彼女は震える足で彼らの横を抜けカウンターまで行った。
そこには店主がグラスを汚い布巾で拭き上げている。
メインを見て珍しいものを見たような目をした。
彼女のような女が来る店ではないのだから当たり前だろう。
突っ立って何も言わないメインを見て、店主はついに声をかけてきた。
「注文は」
「あの、よ、傭兵をや、や、やとい、雇いたくて!」
「そんなの置いてないよ」
「え、嘘!?」
「ここには勝手に集まってくるだけさ。自分で交渉しな」
自分で交渉するのか!?と思うと彼女はひっくり返りそうだった。こんなところに集まる彼らに自分から声をかけ、交渉し、契約し、旅立つというのか。

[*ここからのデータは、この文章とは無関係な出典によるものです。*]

use std::future::pending;
use std::net::SocketAddr;
use std::sync::Arc;
use std::time::Duration;

use async_trait::async_trait;
use clap::Parser;
use tempdir::TempDir;
use tokio::{
    net::UdpSocket,
    sync::Mutex,
    time::{sleep, timeout},
};
use tos_bootnode::{
    bootstrap::{run, DefaultLauncher, DiscoveryMode, EngineLauncher, Outcome, RunningEngine},
    config::{BootnodeConfig, Config},
    discovery::{DiscoveryConfig, DiscoveryResult, NodeIdentity, TopicConfig},
    scion::PathAwareSocket,
    BootnodeError, ErrorKind,
};

fn config(args: &[&str]) -> BootnodeConfig {
    let mut argv = vec!["tos_bootnode"];
    argv.extend_from_slice(args);
    Config::try_parse_from(argv).unwrap().bootnode
}

fn key_hex() -> String {
    NodeIdentity::generate().secret_key().to_hex()
}

#[derive(Debug, Clone, PartialEq, Eq)]
struct Started {
    mode: DiscoveryMode,
    announce: SocketAddr,
    alternate_announce: String,
}

/// Starts the real engines and remembers what it was asked to start.
#[derive(Default)]
struct RecordingLauncher {
    started: Mutex<Vec<Started>>,
}

#[async_trait]
impl EngineLauncher for RecordingLauncher {
    async fn start_legacy(
        &self,
        config: DiscoveryConfig,
        primary: Arc<UdpSocket>,
        alternate: Option<Arc<PathAwareSocket>>,
    ) -> DiscoveryResult<Box<dyn RunningEngine>> {
        self.started.lock().await.push(Started {
            mode: DiscoveryMode::Legacy,
            announce: config.announce_addr,
            alternate_announce: config.alternate_announce_addr.clone(),
        });
        DefaultLauncher.start_legacy(config, primary, alternate).await
    }

    async fn start_topic(&self, config: TopicConfig, primary: Arc<UdpSocket>) -> DiscoveryResult<Box<dyn RunningEngine>> {
        self.started.lock().await.push(Started {
            mode: DiscoveryMode::Topic,
            announce: config.announce_addr,
            alternate_announce: String::new(),
        });
        DefaultLauncher.start_topic(config, primary).await
    }
}

#[tokio::test]
async fn test_legacy_mode_serves_until_cancelled() {
    let hex = key_hex();
    let config = config(&["--addr", "127.0.0.1:30301", "--nodekeyhex", &hex]);
    let launcher = RecordingLauncher::default();

    let serve = timeout(Duration::from_millis(800), run(&config, &launcher, pending()));
    let rebind = async {
        sleep(Duration::from_millis(200)).await;
        UdpSocket::bind("127.0.0.1:30301").await
    };
    let (served, rebind) = tokio::join!(serve, rebind);

    assert!(served.is_err(), "run returned before shutdown");
    assert!(rebind.is_err(), "listen port was not bound");
    assert_eq!(
        *launcher.started.lock().await,
        vec![Started {
            mode: DiscoveryMode::Legacy,
            announce: "127.0.0.1:30301".parse().unwrap(),
            alternate_announce: String::new(),
        }]
    );
}

#[tokio::test]
async fn test_topic_mode_shuts_down_on_signal() {
    let hex = key_hex();
    let config = config(&["--addr", "127.0.0.1:30302", "--nodekeyhex", &hex, "--v5"]);
    let launcher = RecordingLauncher::default();

    let outcome = run(&config, &launcher, sleep(Duration::from_millis(200))).await.unwrap();
    assert_eq!(outcome, Outcome::Shutdown);

    let started = launcher.started.lock().await;
    assert_eq!(started.len(), 1);
    assert_eq!(started[0].mode, DiscoveryMode::Topic);
}

#[tokio::test]
async fn test_loopback_with_extip_announces_external_ip() {
    let hex = key_hex();
    let config = config(&["--addr", "127.0.0.1:0", "--nodekeyhex", &hex, "--nat", "extip:203.0.113.9"]);
    let launcher = RecordingLauncher::default();

    run(&config, &launcher, async {}).await.unwrap();

    let started = launcher.started.lock().await;
    assert_eq!(started[0].announce.ip(), "203.0.113.9".parse::<std::net::IpAddr>().unwrap());
    assert_ne!(started[0].announce.port(), 0);
}

#[tokio::test]
async fn test_malformed_alternate_address_aborts_before_binding() {
    let hex = key_hex();
    let config = config(&["--addr", "127.0.0.1:30303", "--nodekeyhex", &hex, "--scion", "1-ff00:0:110,127.0.0.1"]);
    let launcher = RecordingLauncher::default();

    let err = run(&config, &launcher, pending()).await.unwrap_err();
    assert!(matches!(err, BootnodeError::InvalidAlternateAddress(_)), "{}", err);
    assert_eq!(err.kind(), ErrorKind::Configuration);
    assert!(err.to_string().starts_with("--scion: "));

    assert!(launcher.started.lock().await.is_empty());
    UdpSocket::bind("127.0.0.1:30303").await.unwrap();
}

#[tokio::test]
async fn test_invalid_netlist_never_starts_an_engine() {
    let hex = key_hex();
    let config = config(&["--addr", "127.0.0.1:0", "--nodekeyhex", &hex, "--netrestrict", "not-a-cidr"]);
    let launcher = RecordingLauncher::default();

    let err = run(&config, &launcher, pending()).await.unwrap_err();
    assert!(matches!(err, BootnodeError::InvalidNetlist(_)), "{}", err);
    assert!(launcher.started.lock().await.is_empty());
}

#[tokio::test]
async fn test_invalid_nat_descriptor() {
    let hex = key_hex();
    let config = config(&["--addr", "127.0.0.1:0", "--nodekeyhex", &hex, "--nat", "stun"]);
    let err = run(&config, &DefaultLauncher, pending()).await.unwrap_err();
    assert!(matches!(err, BootnodeError::InvalidNatDescriptor(_)), "{}", err);
}

#[tokio::test]
async fn test_identity_source_errors() {
    let err = run(&config(&[]), &DefaultLauncher, pending()).await.unwrap_err();
    assert!(matches!(err, BootnodeError::MissingIdentitySource));

    let hex = key_hex();
    let err = run(&config(&["--nodekey", "node.key", "--nodekeyhex", &hex]), &DefaultLauncher, pending())
        .await
        .unwrap_err();
    assert!(matches!(err, BootnodeError::ConflictingIdentitySource));

    let err = run(&config(&["--nodekeyhex", "abcd"]), &DefaultLauncher, pending())
        .await
        .unwrap_err();
    assert!(matches!(err, BootnodeError::InvalidKeyMaterial { .. }));
}

#[tokio::test]
async fn test_generated_key_matches_written_address() {
    let dir = TempDir::new("tos-bootnode").unwrap();
    let path = dir.path().join("node.key");
    let path_str = path.to_str().unwrap();

    // A bad NAT descriptor does not prevent key generation
    let generated = run(&config(&["--genkey", path_str, "--nat", "bogus"]), &DefaultLauncher, pending())
        .await
        .unwrap();
    let fingerprint = match generated {
        Outcome::KeyGenerated { fingerprint, .. } => fingerprint,
        other => panic!("unexpected {:?}", other),
    };

    let written = run(&config(&["--nodekey", path_str, "--writeaddress"]), &DefaultLauncher, pending())
        .await
        .unwrap();
    assert_eq!(written, Outcome::AddressWritten(fingerprint));
}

そんなことができるのか?彼女の頭の中は真っ白だった。
どうしよう、と困っていると後ろから声をかけられる。先ほど横を抜けてきた男たちだ。すでに酒がいい感じに回っている酔っ払いである。
「姉ちゃん、傭兵を探してるのかぁ」
「なんだよ、俺らがしてやるって」
「そうそう!夜のお相手もなぁ!」
下品なことを言って笑う声が響いた。やっぱり駄目だ、こんな人間相手に交渉できるはずがない。こんな奴らと国を出て他国を回るなんて、危険すぎる。
「い、いえ、やっぱり、その」
「気にすんなって。金が足りない分は姉ちゃんが体で払えばいいことだしよ」
「金がない奴は男でも女でもそうするモンなんだぜぇ」
「う、うそ……」
酒臭い息が鼻を突く。おかしくなりそうだ、とメインは思った。震える手と足で早く戻らねば、と思う。早く戻って、早く王様と父に謝ろう。正直に話して、正直に謝罪するのだ。お金を失くしてしまった、ごめんなさい、と。それだけでこんな恐い思いをしなくて済むのだ。男の手が彼女の手にかかる。毛深くて男臭い手が顔の横にあった。ひっくり返りそうなくらい驚いた。
「冴えない顔してるけど、まあ若いからいいだろよ」
「いえ、その、け、けっこうれひゅ…」
噛んでしまった、と思った時に男を見上げる。噛むつもりなんてなかったが、恐くて恐くて噛むのが当然のようになってしまったのだった。
こんな下品な奴ら、王城には一切いなかった。みんな紳士だったし、兵士だってこんなに汚くて酒浸りじゃない。ドラゴンを退治したという勇者様には一目だけ会ったが、金髪の素敵なイケメンだった。そして何よりも紳士だし、紳士だし……。メインの頭の中は、そんな言葉ばかりが繰り返される。
彼女は今まで王城の中で大事に育てられてきた。特に先代の国花選定師である母が死んでからは、とにかく大事にされてきたのだ。国花選定師のいない国は滅ぶ―――そんな言い伝えもあるくらいに、この仕事は名誉あることであると同時に、重要な存在なのである。
しかし王や彼女の父は、少し甘やかしすぎたかもしれない。メインは外の世界に、夢見る少女のまま大人になった。淑女としてのたしなみも大して学ばず、いつも草花に紛れ、靴や手に泥をつけて生活してきた。決して安い給料をもらっていたわけではない。むしろその辺の兵士よりも、ずっといい賃金が支払われていたはずだ。
それなのに。
「け、け、けっこうれひゅからッ…!」
こんな旅のスタートで本当に大丈夫なのか?メインは自分で旅の雲行きが怪しいことに、やっと気づけたかもしれなかった。